Stored items from a collection
====
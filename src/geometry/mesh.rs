use std::path::{Path, PathBuf};

use log::debug;
use nalgebra::{Point3, Rotation3, UnitVector3, Vector3};
use tobj::LoadOptions;

use crate::error::GeometryLoadError;

use super::triangle::{BoundingBox, Triangle};

#[derive(Debug, Clone, PartialEq)]
pub struct TriangleMesh {
    pub vertices: Vec<Point3<f64>>,
    pub faces: Vec<[usize; 3]>,
}

impl TriangleMesh {
    pub fn new(vertices: Vec<Point3<f64>>, faces: Vec<[usize; 3]>) -> Self {
        TriangleMesh { vertices, faces }
    }

    /// Mean of the vertex positions.
    pub fn centroid(&self) -> Point3<f64> {
        if self.vertices.is_empty() {
            return Point3::origin();
        }
        let sum = self
            .vertices
            .iter()
            .fold(Vector3::zeros(), |acc, v| acc + v.coords);
        (sum / self.vertices.len() as f64).into()
    }

    pub fn scale(&mut self, factor: f64) {
        for v in self.vertices.iter_mut() {
            v.coords *= factor;
        }
    }

    /// Rotates by `angle` radians about `axis` through `pivot`.
    pub fn rotate(&mut self, angle: f64, axis: &UnitVector3<f64>, pivot: &Point3<f64>) {
        let rot = Rotation3::from_axis_angle(axis, angle);
        for v in self.vertices.iter_mut() {
            *v = *pivot + rot * (*v - *pivot);
        }
    }

    pub fn translate(&mut self, offset: &Vector3<f64>) {
        for v in self.vertices.iter_mut() {
            *v += *offset;
        }
    }

    pub fn triangles(&self) -> impl Iterator<Item = Triangle> + '_ {
        self.faces.iter().map(|[a, b, c]| {
            Triangle::new(self.vertices[*a], self.vertices[*b], self.vertices[*c])
        })
    }

    pub fn bounding_box(&self) -> Option<BoundingBox> {
        BoundingBox::from_points(&self.vertices)
    }
}

/// Source of rigid-body meshes.
pub trait GeometryProvider: Sync {
    fn load(&self, path: &Path) -> Result<TriangleMesh, GeometryLoadError>;
}

/// Loads Wavefront OBJ files. Relative paths are resolved against `root` when
/// one is set.
#[derive(Debug, Clone, Default)]
pub struct ObjLoader {
    pub root: Option<PathBuf>,
}

impl ObjLoader {
    pub fn new() -> Self {
        Self::default()
    }

    pub fn with_root<P: Into<PathBuf>>(root: P) -> Self {
        ObjLoader {
            root: Some(root.into()),
        }
    }

    pub fn resolve(&self, path: &Path) -> PathBuf {
        match &self.root {
            Some(root) if path.is_relative() => root.join(path),
            _ => path.to_path_buf(),
        }
    }
}

impl GeometryProvider for ObjLoader {
    fn load(&self, path: &Path) -> Result<TriangleMesh, GeometryLoadError> {
        let path = self.resolve(path);
        let is_obj = path
            .extension()
            .is_some_and(|ext| ext.eq_ignore_ascii_case("obj"));
        if !is_obj {
            return Err(GeometryLoadError::UnsupportedFormat(path));
        }
        if !path.is_file() {
            return Err(GeometryLoadError::NotFound(path));
        }

        let (models, _) = tobj::load_obj(
            &path,
            &LoadOptions {
                single_index: false,
                triangulate: true,
                ignore_points: true,
                ignore_lines: true,
                ..Default::default()
            },
        )
        .map_err(|source| GeometryLoadError::Obj {
            path: path.clone(),
            source,
        })?;

        // Every model in the file goes into one mesh.
        let mut vertices = Vec::new();
        let mut faces = Vec::new();
        for model in &models {
            let mesh = &model.mesh;
            let offset = vertices.len();
            vertices.extend(
                mesh.positions
                    .chunks_exact(3)
                    .map(|p| Point3::new(p[0] as f64, p[1] as f64, p[2] as f64)),
            );
            for face in mesh.indices.chunks_exact(3) {
                faces.push([
                    offset + face[0] as usize,
                    offset + face[1] as usize,
                    offset + face[2] as usize,
                ]);
            }
        }

        if faces.is_empty() {
            return Err(GeometryLoadError::EmptyMesh(path));
        }
        if let Some(&index) = faces.iter().flatten().find(|&&i| i >= vertices.len()) {
            return Err(GeometryLoadError::FaceIndexOutOfRange {
                path,
                index,
                n_vertices: vertices.len(),
            });
        }

        debug!(
            "Loaded {}: {} vertices, {} faces",
            path.display(),
            vertices.len(),
            faces.len()
        );
        Ok(TriangleMesh::new(vertices, faces))
    }
}

#[cfg(test)]
mod tests {
    use super::*;
    use approx::assert_relative_eq;
    use std::f64::consts::FRAC_PI_2;

    fn meshes_dir() -> PathBuf {
        Path::new(env!("CARGO_MANIFEST_DIR")).join("meshes")
    }

    fn cube() -> TriangleMesh {
        ObjLoader::with_root(meshes_dir())
            .load(Path::new("cube.obj"))
            .unwrap()
    }

    #[test]
    fn test_load_cube() {
        let mesh = cube();
        assert_eq!(mesh.vertices.len(), 8);
        assert_eq!(mesh.faces.len(), 12);
        assert_relative_eq!(mesh.centroid(), Point3::new(0.5, 0.5, 0.5));
        let total_area: f64 = mesh.triangles().map(|t| t.area()).sum();
        assert_relative_eq!(total_area, 6.0, epsilon = 1e-9);
    }

    #[test]
    fn test_load_errors() {
        let loader = ObjLoader::with_root(meshes_dir());
        assert!(matches!(
            loader.load(Path::new("missing.obj")),
            Err(GeometryLoadError::NotFound(_))
        ));
        assert!(matches!(
            loader.load(Path::new("cube.stl")),
            Err(GeometryLoadError::UnsupportedFormat(_))
        ));
    }

    #[test]
    fn test_scale_then_translate() {
        let mut mesh = cube();
        mesh.scale(2.0);
        mesh.translate(&Vector3::new(-1.0, 0.0, 3.0));
        let bb = mesh.bounding_box().unwrap();
        assert_relative_eq!(bb.min, Point3::new(-1.0, 0.0, 3.0));
        assert_relative_eq!(bb.max, Point3::new(1.0, 2.0, 5.0));
    }

    #[test]
    fn test_rotation_about_centroid_keeps_centroid() {
        let mut mesh = cube();
        let pivot = mesh.centroid();
        let axis = UnitVector3::new_normalize(Vector3::new(1.0, 1.0, 0.0));
        mesh.rotate(0.7, &axis, &pivot);
        assert_relative_eq!(mesh.centroid(), pivot, epsilon = 1e-12);
    }

    #[test]
    fn test_quarter_turn_about_z() {
        let mut mesh = TriangleMesh::new(
            vec![Point3::new(1.0, 0.0, 0.0), Point3::new(0.0, 0.0, 0.0)],
            vec![],
        );
        mesh.rotate(FRAC_PI_2, &Vector3::z_axis(), &Point3::origin());
        assert_relative_eq!(mesh.vertices[0], Point3::new(0.0, 1.0, 0.0), epsilon = 1e-12);
        assert_relative_eq!(mesh.vertices[1], Point3::origin());
    }
}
====
Task directions
The records above are to be restated word for word.

Expected answer
filename src/geometry/mesh.rs
use std::path::{Path, PathBuf};

use log::debug;
use nalgebra::{Point3, Rotation3, UnitVector3, Vector3};
use tobj::LoadOptions;

use crate::error::GeometryLoadError;

use super::triangle::{BoundingBox, Triangle};

#[derive(Debug, Clone, PartialEq)]
pub struct TriangleMesh {
    pub vertices: Vec<Point3<f64>>,
    pub faces: Vec<[usize; 3]>,
}

impl TriangleMesh {
    pub fn new(vertices: Vec<Point3<f64>>, faces: Vec<[usize; 3]>) -> Self {
        TriangleMesh { vertices, faces }
    }

    /// Mean of the vertex positions.
    pub fn centroid(&self) -> Point3<f64> {
        if self.vertices.is_empty() {
            return Point3::origin();
        }
        let sum = self
            .vertices
            .iter()
            .fold(Vector3::zeros(), |acc, v| acc + v.coords);
        (sum / self.vertices.len() as f64).into()
    }

    pub fn scale(&mut self, factor: f64) {
        for v in self.vertices.iter_mut() {
            v.coords *= factor;
        }
    }

    /// Rotates by `angle` radians about `axis` through `pivot`.
    pub fn rotate(&mut self, angle: f64, axis: &UnitVector3<f64>, pivot: &Point3<f64>) {
        let rot = Rotation3::from_axis_angle(axis, angle);
        for v in self.vertices.iter_mut() {
            *v = *pivot + rot * (*v - *pivot);
        }
    }

    pub fn translate(&mut self, offset: &Vector3<f64>) {
        for v in self.vertices.iter_mut() {
            *v += *offset;
        }
    }

    pub fn triangles(&self) -> impl Iterator<Item = Triangle> + '_ {
        self.faces.iter().map(|[a, b, c]| {
            Triangle::new(self.vertices[*a], self.vertices[*b], self.vertices[*c])
        })
    }

    pub fn bounding_box(&self) -> Option<BoundingBox> {
        BoundingBox::from_points(&self.vertices)
    }
}

/// Source of rigid-body meshes.
pub trait GeometryProvider: Sync {
    fn load(&self, path: &Path) -> Result<TriangleMesh, GeometryLoadError>;
}

/// Loads Wavefront OBJ files. Relative paths are resolved against `root` when
/// one is set.
#[derive(Debug, Clone, Default)]
pub struct ObjLoader {
    pub root: Option<PathBuf>,
}

impl ObjLoader {
    pub fn new() -> Self {
        Self::default()
    }

    pub fn with_root<P: Into<PathBuf>>(root: P) -> Self {
        ObjLoader {
            root: Some(root.into()),
        }
    }

    pub fn resolve(&self, path: &Path) -> PathBuf {
        match &self.root {
            Some(root) if path.is_relative() => root.join(path),
            _ => path.to_path_buf(),
        }
    }
}

impl GeometryProvider for ObjLoader {
    fn load(&self, path: &Path) -> Result<TriangleMesh, GeometryLoadError> {
        let path = self.resolve(path);
        let is_obj = path
            .extension()
            .is_some_and(|ext| ext.eq_ignore_ascii_case("obj"));
        if !is_obj {
            return Err(GeometryLoadError::UnsupportedFormat(path));
        }
        if !path.is_file() {
            return Err(GeometryLoadError::NotFound(path));
        }

        let (models, _) = tobj::load_obj(
            &path,
            &LoadOptions {
                single_index: false,
                triangulate: true,
                ignore_points: true,
                ignore_lines: true,
                ..Default::default()
            },
        )
        .map_err(|source| GeometryLoadError::Obj {
            path: path.clone(),
            source,
        })?;

        // Every model in the file goes into one mesh.
        let mut vertices = Vec::new();
        let mut faces = Vec::new();
        for model in &models {
            let mesh = &model.mesh;
            let offset = vertices.len();
            vertices.extend(
                mesh.positions
                    .chunks_exact(3)
                    .map(|p| Point3::new(p[0] as f64, p[1] as f64, p[2] as f64)),
            );
            for face in mesh.indices.chunks_exact(3) {
                faces.push([
                    offset + face[0] as usize,
                    offset + face[1] as usize,
                    offset + face[2] as usize,
                ]);
            }
        }

        if faces.is_empty() {
            return Err(GeometryLoadError::EmptyMesh(path));
        }
        if let Some(&index) = faces.iter().flatten().find(|&&i| i >= vertices.len()) {
            return Err(GeometryLoadError::FaceIndexOutOfRange {
                path,
                index,
                n_vertices: vertices.len(),
            });
        }

        debug!(
            "Loaded {}: {} vertices, {} faces",
            path.display(),
            vertices.len(),
            faces.len()
        );
        Ok(TriangleMesh::new(vertices, faces))
    }
}

#[cfg(test)]
mod tests {
    use super::*;
    use approx::assert_relative_eq;
    use std::f64::consts::FRAC_PI_2;

    fn meshes_dir() -> PathBuf {
        Path::new(env!("CARGO_MANIFEST_DIR")).join("meshes")
    }

    fn cube() -> TriangleMesh {
        ObjLoader::with_root(meshes_dir())
            .load(Path::new("cube.obj"))
            .unwrap()
    }

    #[test]
    fn test_load_cube() {
        let mesh = cube();
        assert_eq!(mesh.vertices.len(), 8);
        assert_eq!(mesh.faces.len(), 12);
        assert_relative_eq!(mesh.centroid(), Point3::new(0.5, 0.5, 0.5));
        let total_area: f64 = mesh.triangles().map(|t| t.area()).sum();
        assert_relative_eq!(total_area, 6.0, epsilon = 1e-9);
    }

    #[test]
    fn test_load_errors() {
        let loader = ObjLoader::with_root(meshes_dir());
        assert!(matches!(
            loader.load(Path::new("missing.obj")),
            Err(GeometryLoadError::NotFound(_))
        ));
        assert!(matches!(
            loader.load(Path::new("cube.stl")),
            Err(GeometryLoadError::UnsupportedFormat(_))
        ));
    }

    #[test]
    fn test_scale_then_translate() {
        let mut mesh = cube();
        mesh.scale(2.0);
        mesh.translate(&Vector3::new(-1.0, 0.0, 3.0));
        let bb = mesh.bounding_box().unwrap();
        assert_relative_eq!(bb.min, Point3::new(-1.0, 0.0, 3.0));
        assert_relative_eq!(bb.max, Point3::new(1.0, 2.0, 5.0));
    }

    #[test]
    fn test_rotation_about_centroid_keeps_centroid() {
        let mut mesh = cube();
        let pivot = mesh.centroid();
        let axis = UnitVector3::new_normalize(Vector3::new(1.0, 1.0, 0.0));
        mesh.rotate(0.7, &axis, &pivot);
        assert_relative_eq!(mesh.centroid(), pivot, epsilon = 1e-12);
    }

    #[test]
    fn test_quarter_turn_about_z() {
        let mut mesh = TriangleMesh::new(
            vec![Point3::new(1.0, 0.0, 0.0), Point3::new(0.0, 0.0, 0.0)],
            vec![],
        );
        mesh.rotate(FRAC_PI_2, &Vector3::z_axis(), &Point3::origin());
        assert_relative_eq!(mesh.vertices[0], Point3::new(0.0, 1.0, 0.0), epsilon = 1e-12);
        assert_relative_eq!(mesh.vertices[1], Point3::origin());
    }
}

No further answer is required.